I like wet/dry sumps a lot anyone who has a tank bigger than 29 gallons should consider using one. Not only are they capable of housing a lot of bio-media they add more water volume to the tank. More water volume means more stable water parameters. People have a fear of wet/dry sumps thinking they will flood their house during a power outage or pump failure. But if it is setup correctly this is not a problem and shouldn't need to be worried about at all.
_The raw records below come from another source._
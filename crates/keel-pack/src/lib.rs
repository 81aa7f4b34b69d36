// Copyright (c) 2025 Felix Kahle.
//
// Permission is hereby granted, free of charge, to any person obtaining
// a copy of this software and associated documentation files (the
// "Software"), to deal in the Software without restriction, including
// without limitation the rights to use, copy, modify, merge, publish,
// distribute, sublicense, and/or sell copies of the Software, and to
// permit persons to whom the Software is furnished to do so, subject to
// the following conditions:
//
// The above copyright notice and this permission notice shall be
// included in all copies or substantial portions of the Software.
//
// THE SOFTWARE IS PROVIDED "AS IS", WITHOUT WARRANTY OF ANY KIND,
// EXPRESS OR IMPLIED, INCLUDING BUT NOT LIMITED TO THE WARRANTIES OF
// MERCHANTABILITY, FITNESS FOR A PARTICULAR PURPOSE AND
// NONINFRINGEMENT. IN NO EVENT SHALL THE AUTHORS OR COPYRIGHT HOLDERS BE
// LIABLE FOR ANY CLAIM, DAMAGES OR OTHER LIABILITY, WHETHER IN AN ACTION
// OF CONTRACT, TORT OR OTHERWISE, ARISING FROM, OUT OF OR IN CONNECTION
// WITH THE SOFTWARE OR THE USE OR OTHER DEALINGS IN THE SOFTWARE.

//! # Keel Pack
//!
//! Fixed-arity, ordered, heterogeneous aggregates. A pack is a cons-list of
//! independently-typed elements: [`Nil`] is the distinguished empty
//! aggregate, [`Cons<H, T>`] carries one element plus the rest.
//!
//! ## Construction shapes
//!
//! Each call shape resolves to exactly one aggregate type; a shape that
//! matches none of them does not compile. There is no runtime error path.
//!
//! - Element list: `pack![a, b]` or the `pack0()`..`pack3(..)` factories.
//!   `pack![]` yields `Nil`, never the general shape.
//! - Pair-derived: `From<(A, B)>` maps a 2-tuple to the arity-2 pack with
//!   exactly its element types, references and wrappers preserved. The
//!   generalized [`IntoPack`] covers tuple arities 0 through 3.
//! - Copy/move: `Clone` and moves keep the identical type; [`repack`] is
//!   the explicit identity shape.
//!
//! ## Usage
//!
//! ```rust
//! use keel_pack::{pack, Pack, Nil};
//!
//! let p = pack![1i32, 'c'];
//! assert_eq!(p.len(), 2);
//! assert_eq!(*p.first(), 1);
//! assert_eq!(*p.second(), 'c');
//!
//! let empty = pack![];
//! let _: Nil = empty;
//! ```

pub mod build;
pub mod node;

pub use build::{pack0, pack1, pack2, pack3, repack, IntoPack};
pub use node::{Cons, Nil, Pack};
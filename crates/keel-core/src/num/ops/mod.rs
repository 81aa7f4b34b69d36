// Copyright (c) 2025 Felix Kahle.
//
// Permission is hereby granted, free of charge, to any person obtaining
// a copy of this software and associated documentation files (the
// "Software"), to deal in the Software without restriction, including
// without limitation the rights to use, copy, modify, merge, publish,
// distribute, sublicense, and/or sell copies of the Software, and to
// permit persons to whom the Software is furnished to do so, subject to
// the following conditions:
//
// The above copyright notice and this permission notice shall be
// included in all copies or substantial portions of the Software.
//
// THE SOFTWARE IS PROVIDED "AS IS", WITHOUT WARRANTY OF ANY KIND,
// EXPRESS OR IMPLIED, INCLUDING BUT NOT LIMITED TO THE WARRANTIES OF
// MERCHANTABILITY, FITNESS FOR A PARTICULAR PURPOSE AND
// NONINFRINGEMENT. IN NO EVENT SHALL THE AUTHORS OR COPYRIGHT HOLDERS BE
// LIABLE FOR ANY CLAIM, DAMAGES OR OTHER LIABILITY, WHETHER IN AN ACTION
// OF CONTRACT, TORT OR OTHERWISE, ARISING FROM, OUT OF OR IN CONNECTION
// WITH THE SOFTWARE OR THE USE OR OTHER DEALINGS IN THE SOFTWARE.

//! # By-Value Numeric Operations
//!
//! Operation traits that take their operands by value and mirror intrinsic
//! integer behaviors behind uniform, generic APIs.
//!
//! - `floor_mod`: Euclidean remainder and quotient (`FloorModVal`,
//!   `FloorDivVal`) with `const fn` helpers for the concrete `i64` domain.

pub mod floor_mod;
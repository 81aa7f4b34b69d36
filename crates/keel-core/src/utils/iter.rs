// Copyright (c) 2025 Felix Kahle.
//
// Permission is hereby granted, free of charge, to any person obtaining
// a copy of this software and associated documentation files (the
// "Software"), to deal in the Software without restriction, including
// without limitation the rights to use, copy, modify, merge, publish,
// distribute, sublicense, and/or sell copies of the Software, and to
// permit persons to whom the Software is furnished to do so, subject to
// the following conditions:
//
// The above copyright notice and this permission notice shall be
// included in all copies or substantial portions of the Software.
//
// THE SOFTWARE IS PROVIDED "AS IS", WITHOUT WARRANTY OF ANY KIND,
// EXPRESS OR IMPLIED, INCLUDING BUT NOT LIMITED TO THE WARRANTIES OF
// MERCHANTABILITY, FITNESS FOR A PARTICULAR PURPOSE AND
// NONINFRINGEMENT. IN NO EVENT SHALL THE AUTHORS OR COPYRIGHT HOLDERS BE
// LIABLE FOR ANY CLAIM, DAMAGES OR OTHER LIABILITY, WHETHER IN AN ACTION
// OF CONTRACT, TORT OR OTHERWISE, ARISING FROM, OUT OF OR IN CONNECTION
// WITH THE SOFTWARE OR THE USE OR OTHER DEALINGS IN THE SOFTWARE.

//! # Counted Iterator Advancement
//!
//! Stepping an iterator a bounded number of times, and measuring how many
//! steps a traversal actually performed. `advance_by` is the advancement
//! primitive; `StrideCounting<I>` wraps any iterator and counts the elements
//! it serves, which test code uses to assert traversal cost.
//!
//! ## Usage
//!
//! ```rust
//! use keel_core::utils::iter::{advance_by, StrideCounting};
//!
//! let mut it = StrideCounting::new(0..10);
//! assert_eq!(advance_by(&mut it, 3), 3);
//! assert_eq!(it.next(), Some(3));
//! assert_eq!(it.stride_count(), 4);
//! ```

use std::iter::FusedIterator;

/// Advances `iter` by up to `n` elements, returning the number of elements
/// actually consumed.
///
/// The return value is `n` unless the iterator was exhausted first, in which
/// case it is the number of elements that remained.
///
/// # Examples
///
/// ```rust
/// # use keel_core::utils::iter::advance_by;
/// let mut it = 0..10;
/// assert_eq!(advance_by(&mut it, 4), 4);
/// assert_eq!(it.next(), Some(4));
///
/// let mut short = 0..2;
/// assert_eq!(advance_by(&mut short, 5), 2);
/// assert_eq!(short.next(), None);
/// ```
pub fn advance_by<I: Iterator>(iter: &mut I, n: usize) -> usize {
    let mut taken = 0;
    while taken < n {
        if iter.next().is_none() {
            break;
        }
        taken += 1;
    }
    taken
}

/// An iterator adaptor that counts the elements the inner iterator serves.
///
/// Forwards all iterator behavior transparently; the count covers both
/// front (`next`) and back (`next_back`) traversal.
///
/// # Examples
///
/// ```rust
/// # use keel_core::utils::iter::StrideCounting;
/// let mut it = StrideCounting::new(vec![1, 2, 3].into_iter());
/// assert_eq!(it.next(), Some(1));
/// assert_eq!(it.next_back(), Some(3));
/// assert_eq!(it.stride_count(), 2);
/// ```
#[derive(Debug, Clone)]
pub struct StrideCounting<I> {
    inner: I,
    strides: usize,
}

impl<I> StrideCounting<I> {
    /// Creates a new counting adaptor around `inner`.
    #[inline]
    pub fn new(inner: I) -> Self {
        Self { inner, strides: 0 }
    }

    /// Returns the number of elements served so far.
    #[inline]
    pub fn stride_count(&self) -> usize {
        self.strides
    }

    /// Returns a reference to the wrapped iterator.
    #[inline]
    pub fn get_ref(&self) -> &I {
        &self.inner
    }

    /// Consumes the adaptor, returning the wrapped iterator.
    #[inline]
    pub fn into_inner(self) -> I {
        self.inner
    }
}

impl<I: Iterator> Iterator for StrideCounting<I> {
    type Item = I::Item;

    #[inline]
    fn next(&mut self) -> Option<Self::Item> {
        let item = self.inner.next();
        if item.is_some() {
            self.strides += 1;
        }
        item
    }

    #[inline]
    fn size_hint(&self) -> (usize, Option<usize>) {
        self.inner.size_hint()
    }
}

impl<I> DoubleEndedIterator for StrideCounting<I>
where
    I: DoubleEndedIterator,
{
    #[inline]
    fn next_back(&mut self) -> Option<Self::Item> {
        let item = self.inner.next_back();
        if item.is_some() {
            self.strides += 1;
        }
        item
    }
}

impl<I> ExactSizeIterator for StrideCounting<I>
where
    I: ExactSizeIterator,
{
    #[inline]
    fn len(&self) -> usize {
        self.inner.len()
    }
}

impl<I> FusedIterator for StrideCounting<I> where I: FusedIterator {}
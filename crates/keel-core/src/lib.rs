// Copyright (c) 2025 Felix Kahle.
//
// Permission is hereby granted, free of charge, to any person obtaining
// a copy of this software and associated documentation files (the
// "Software"), to deal in the Software without restriction, including
// without limitation the rights to use, copy, modify, merge, publish,
// distribute, sublicense, and/or sell copies of the Software, and to
// permit persons to whom the Software is furnished to do so, subject to
// the following conditions:
//
// The above copyright notice and this permission notice shall be
// included in all copies or substantial portions of the Software.
//
// THE SOFTWARE IS PROVIDED "AS IS", WITHOUT WARRANTY OF ANY KIND,
// EXPRESS OR IMPLIED, INCLUDING BUT NOT LIMITED TO THE WARRANTIES OF
// MERCHANTABILITY, FITNESS FOR A PARTICULAR PURPOSE AND
// NONINFRINGEMENT. IN NO EVENT SHALL THE AUTHORS OR COPYRIGHT HOLDERS BE
// LIABLE FOR ANY CLAIM, DAMAGES OR OTHER LIABILITY, WHETHER IN AN ACTION
// OF CONTRACT, TORT OR OTHERWISE, ARISING FROM, OUT OF OR IN CONNECTION
// WITH THE SOFTWARE OR THE USE OR OTHER DEALINGS IN THE SOFTWARE.

//! # Keel Core
//!
//! Compile-time foundations for the Keel facility layer. This crate
//! consolidates the constant carriers, type-introspection machinery, and
//! numeric building blocks that the calendar and aggregate crates are
//! built on.
//!
//! ## Modules
//!
//! - `introspect`: The boolean constant carrier (`Bool<B>`, `True`,
//!   `False`) and the type property dispatcher (`Introspect`) answering
//!   layout questions (`OVERLAPPING`, `ZERO_SIZED`, `DROP_GLUE`) at
//!   compilation time, with declaration macros that keep reference-qualified
//!   forms in lockstep with their base type.
//! - `num`: Euclidean (floor) modulo and division as by-value operation
//!   traits for all signed integers, plus `const fn` helpers usable in
//!   constant items.
//! - `utils`: Iterator helpers such as bounded advancement and a
//!   stride-counting adaptor for verifying traversal cost.
//!
//! ## Configuration
//!
//! The `structural-fallback` cargo feature switches every query that has a
//! compiler or runtime primitive onto its structurally-defined twin. The two
//! paths are contractually identical in outcome; callers can never observe
//! which one was compiled in.
//!
//! Refer to each module for detailed APIs and examples.

pub mod introspect;
pub mod num;
pub mod utils;
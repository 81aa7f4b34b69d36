// Copyright (c) 2025 Felix Kahle.
//
// Permission is hereby granted, free of charge, to any person obtaining
// a copy of this software and associated documentation files (the
// "Software"), to deal in the Software without restriction, including
// without limitation the rights to use, copy, modify, merge, publish,
// distribute, sublicense, and/or sell copies of the Software, and to
// permit persons to whom the Software is furnished to do so, subject to
// the following conditions:
//
// The above copyright notice and this permission notice shall be
// included in all copies or substantial portions of the Software.
//
// THE SOFTWARE IS PROVIDED "AS IS", WITHOUT WARRANTY OF ANY KIND,
// EXPRESS OR IMPLIED, INCLUDING BUT NOT LIMITED TO THE WARRANTIES OF
// MERCHANTABILITY, FITNESS FOR A PARTICULAR PURPOSE AND
// NONINFRINGEMENT. IN NO EVENT SHALL THE AUTHORS OR COPYRIGHT HOLDERS BE
// LIABLE FOR ANY CLAIM, DAMAGES OR OTHER LIABILITY, WHETHER IN AN ACTION
// OF CONTRACT, TORT OR OTHERWISE, ARISING FROM, OUT OF OR IN CONNECTION
// WITH THE SOFTWARE OR THE USE OR OTHER DEALINGS IN THE SOFTWARE.

use std::ops::{Add, AddAssign, Mul, Neg, Sub, SubAssign};

/// A signed count of days.
///
/// The duration operand of all weekday arithmetic. Plain integer semantics:
/// addition, subtraction, negation, and scalar multiplication are exact, and
/// `checked_` variants return `None` on overflow instead of wrapping.
///
/// # Examples
///
/// ```rust
/// use keel_calendar::Days;
///
/// let d = Days::new(3) + Days::new(4);
/// assert_eq!(d.count(), 7);
/// assert_eq!((-d).count(), -7);
/// ```
#[repr(transparent)]
#[derive(Clone, Copy, PartialEq, Eq, PartialOrd, Ord, Hash, Default, Debug)]
pub struct Days(i64);

impl Days {
    /// A count of zero days.
    pub const ZERO: Days = Days(0);

    /// Creates a count of `count` days.
    #[inline(always)]
    pub const fn new(count: i64) -> Self {
        Days(count)
    }

    /// Returns the signed day count.
    #[inline(always)]
    pub const fn count(self) -> i64 {
        self.0
    }

    /// Checks whether the count is zero.
    ///
    /// # Examples
    ///
    /// ```rust
    /// # use keel_calendar::Days;
    /// assert!(Days::ZERO.is_zero());
    /// assert!(!Days::new(-2).is_zero());
    /// ```
    #[inline(always)]
    pub const fn is_zero(self) -> bool {
        self.0 == 0
    }

    /// Returns the absolute count of days.
    #[inline(always)]
    pub const fn abs(self) -> Days {
        Days(self.0.abs())
    }

    /// Adds two counts, returning `None` on overflow.
    ///
    /// # Examples
    ///
    /// ```rust
    /// # use keel_calendar::Days;
    /// assert_eq!(Days::new(1).checked_add(Days::new(2)), Some(Days::new(3)));
    /// assert_eq!(Days::new(i64::MAX).checked_add(Days::new(1)), None);
    /// ```
    #[inline]
    pub const fn checked_add(self, rhs: Days) -> Option<Days> {
        match self.0.checked_add(rhs.0) {
            Some(v) => Some(Days(v)),
            None => None,
        }
    }

    /// Subtracts a count, returning `None` on overflow.
    #[inline]
    pub const fn checked_sub(self, rhs: Days) -> Option<Days> {
        match self.0.checked_sub(rhs.0) {
            Some(v) => Some(Days(v)),
            None => None,
        }
    }
}

impl Add for Days {
    type Output = Days;

    #[inline(always)]
    fn add(self, rhs: Days) -> Days {
        Days(self.0 + rhs.0)
    }
}

impl Sub for Days {
    type Output = Days;

    #[inline(always)]
    fn sub(self, rhs: Days) -> Days {
        Days(self.0 - rhs.0)
    }
}

impl Neg for Days {
    type Output = Days;

    #[inline(always)]
    fn neg(self) -> Days {
        Days(-self.0)
    }
}

impl AddAssign for Days {
    #[inline(always)]
    fn add_assign(&mut self, rhs: Days) {
        self.0 += rhs.0;
    }
}

impl SubAssign for Days {
    #[inline(always)]
    fn sub_assign(&mut self, rhs: Days) {
        self.0 -= rhs.0;
    }
}

impl Mul<i64> for Days {
    type Output = Days;

    #[inline(always)]
    fn mul(self, rhs: i64) -> Days {
        Days(self.0 * rhs)
    }
}

impl Mul<Days> for i64 {
    type Output = Days;

    #[inline(always)]
    fn mul(self, rhs: Days) -> Days {
        Days(self * rhs.0)
    }
}

impl From<i64> for Days {
    #[inline(always)]
    fn from(count: i64) -> Days {
        Days(count)
    }
}

impl From<Days> for i64 {
    #[inline(always)]
    fn from(days: Days) -> i64 {
        days.0
    }
}

impl std::fmt::Display for Days {
    fn fmt(&self, f: &mut std::fmt::Formatter<'_>) -> std::fmt::Result {
        write!(f, "{}d", self.0)
    }
}
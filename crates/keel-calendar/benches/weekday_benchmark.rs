// Copyright (c) 2025 Felix Kahle.
//
// Permission is hereby granted, free of charge, to any person obtaining
// a copy of this software and associated documentation files (the
// "Software"), to deal in the Software without restriction, including
// without limitation the rights to use, copy, modify, merge, publish,
// distribute, sublicense, and/or sell copies of the Software, and to
// permit persons to whom the Software is furnished to do so, subject to
// the following conditions:
//
// The above copyright notice and this permission notice shall be
// included in all copies or substantial portions of the Software.
//
// THE SOFTWARE IS PROVIDED "AS IS", WITHOUT WARRANTY OF ANY KIND,
// EXPRESS OR IMPLIED, INCLUDING BUT NOT LIMITED TO THE WARRANTIES OF
// MERCHANTABILITY, FITNESS FOR A PARTICULAR PURPOSE AND
// NONINFRINGEMENT. IN NO EVENT SHALL THE AUTHORS OR COPYRIGHT HOLDERS BE
// LIABLE FOR ANY CLAIM, DAMAGES OR OTHER LIABILITY, WHETHER IN AN ACTION
// OF CONTRACT, TORT OR OTHERWISE, ARISING FROM, OUT OF OR IN CONNECTION
// WITH THE SOFTWARE OR THE USE OR OTHER DEALINGS IN THE SOFTWARE.

use criterion::{BenchmarkId, Criterion, Throughput, criterion_group, criterion_main};
use keel_calendar::{Days, Weekday};
use std::hint::black_box;

/// Sweeps every weekday through a span of day offsets.
fn sweep(span: i64) -> u64 {
    let mut acc = 0u64;
    for enc in 0..=6u8 {
        let wd = Weekday::from_encoding(enc);
        for count in -span..=span {
            acc += (wd + Days::new(count)).c_encoding() as u64;
        }
    }
    acc
}

fn bench_weekday_arithmetic(c: &mut Criterion) {
    let mut group = c.benchmark_group("weekday_arithmetic");

    for span in [64i64, 1024, 16_384] {
        let ops = 7 * (2 * span as u64 + 1);
        group.throughput(Throughput::Elements(ops));
        group.bench_with_input(BenchmarkId::new("sweep", span), &span, |b, &span| {
            b.iter(|| sweep(black_box(span)));
        });
    }

    group.finish();
}

fn bench_days_since(c: &mut Criterion) {
    c.bench_function("days_since_grid", |b| {
        b.iter(|| {
            let mut acc = 0i64;
            for i in 0..=6u8 {
                for j in 0..=6u8 {
                    let x = Weekday::from_encoding(black_box(i));
                    let y = Weekday::from_encoding(black_box(j));
                    acc += (x - y).count();
                }
            }
            acc
        });
    });
}

criterion_group!(benches, bench_weekday_arithmetic, bench_days_since);
criterion_main!(benches);
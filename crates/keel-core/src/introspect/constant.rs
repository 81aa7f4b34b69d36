// Copyright (c) 2025 Felix Kahle.
//
// Permission is hereby granted, free of charge, to any person obtaining
// a copy of this software and associated documentation files (the
// "Software"), to deal in the Software without restriction, including
// without limitation the rights to use, copy, modify, merge, publish,
// distribute, sublicense, and/or sell copies of the Software, and to
// permit persons to whom the Software is furnished to do so, subject to
// the following conditions:
//
// The above copyright notice and this permission notice shall be
// included in all copies or substantial portions of the Software.
//
// THE SOFTWARE IS PROVIDED "AS IS", WITHOUT WARRANTY OF ANY KIND,
// EXPRESS OR IMPLIED, INCLUDING BUT NOT LIMITED TO THE WARRANTIES OF
// MERCHANTABILITY, FITNESS FOR A PARTICULAR PURPOSE AND
// NONINFRINGEMENT. IN NO EVENT SHALL THE AUTHORS OR COPYRIGHT HOLDERS BE
// LIABLE FOR ANY CLAIM, DAMAGES OR OTHER LIABILITY, WHETHER IN AN ACTION
// OF CONTRACT, TORT OR OTHERWISE, ARISING FROM, OUT OF OR IN CONNECTION
// WITH THE SOFTWARE OR THE USE OR OTHER DEALINGS IN THE SOFTWARE.

//! # Boolean Constant Carrier
//!
//! A zero-sized, type-level boolean. `Bool<const B: bool>` carries its value
//! in the type itself, so a classification can be named, passed as a type
//! parameter, and read back as a `const` without any runtime representation.
//! It is the base every introspection property in this crate bottoms out in.

/// A type whose identity carries a compile-time boolean value.
///
/// # Examples
///
/// ```rust
/// use keel_core::introspect::constant::{BoolConstant, False, True};
///
/// assert!(True::VALUE);
/// assert!(!False::VALUE);
/// ```
pub trait BoolConstant {
    /// The boolean this type stands for.
    const VALUE: bool;
}

/// A zero-sized carrier for the compile-time boolean `B`.
///
/// # Examples
///
/// ```rust
/// use keel_core::introspect::constant::{Bool, BoolConstant};
///
/// assert!(<Bool<true>>::VALUE);
/// assert_eq!(core::mem::size_of::<Bool<false>>(), 0);
/// ```
#[derive(Clone, Copy, Default, PartialEq, Eq, PartialOrd, Ord, Hash, Debug)]
pub struct Bool<const B: bool>;

impl<const B: bool> BoolConstant for Bool<B> {
    const VALUE: bool = B;
}

impl<const B: bool> Bool<B> {
    /// Creates a new carrier instance.
    #[inline(always)]
    pub const fn new() -> Self {
        Self
    }

    /// Returns the carried boolean.
    #[inline(always)]
    pub const fn get(self) -> bool {
        B
    }
}

impl<const B: bool> std::fmt::Display for Bool<B> {
    fn fmt(&self, f: &mut std::fmt::Formatter<'_>) -> std::fmt::Result {
        write!(f, "{}", B)
    }
}

/// The carrier for `true`.
pub type True = Bool<true>;

/// The carrier for `false`.
pub type False = Bool<false>;

/// Reads the boolean carried by `C`.
///
/// # Examples
///
/// ```rust
/// use keel_core::introspect::constant::{value, False, True};
///
/// assert!(value::<True>());
/// assert!(!value::<False>());
/// ```
#[inline(always)]
pub const fn value<C: BoolConstant>() -> bool {
    C::VALUE
}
If you have any questions feel free to ask. :thumb: :fish:


----------



## addicted2cichlid (Apr 8, 2008)

irked- thanks alot man, i am going to try and build a stand that will allow some head room for the 29's... i also have a 4ft 33 gal, only thing is its very short at 12.75". i got some decisions to make.

time to get to work so i can afford another (9th) tank!


----------



## IrkedCitizen (Apr 26, 2007)

addicted2cichlid said:


> irked- thanks alot man, i am going to try and build a stand that will allow some head room for the 29's... i also have a 4ft 33 gal, only thing is its very short at 12.75". i got some decisions to make.
> 
> time to get to work so i can afford another (9th) tank!


No problems. I am here to help. I especially like helping people setup sumps as I think they are fantastic additions to any tank.

What are the dimensions of this 155g?


----------



## addicted2cichlid (Apr 8, 2008)

its a 6x2x2... i know thats a 180 gal.... the bow at the middle (longest front to back part is 2 feet). i believe at the front corners its ~18" so thats where those 25 gallons are lost.

just a snazzy lookin tank, black trim and black silicone... its gonna be sweet.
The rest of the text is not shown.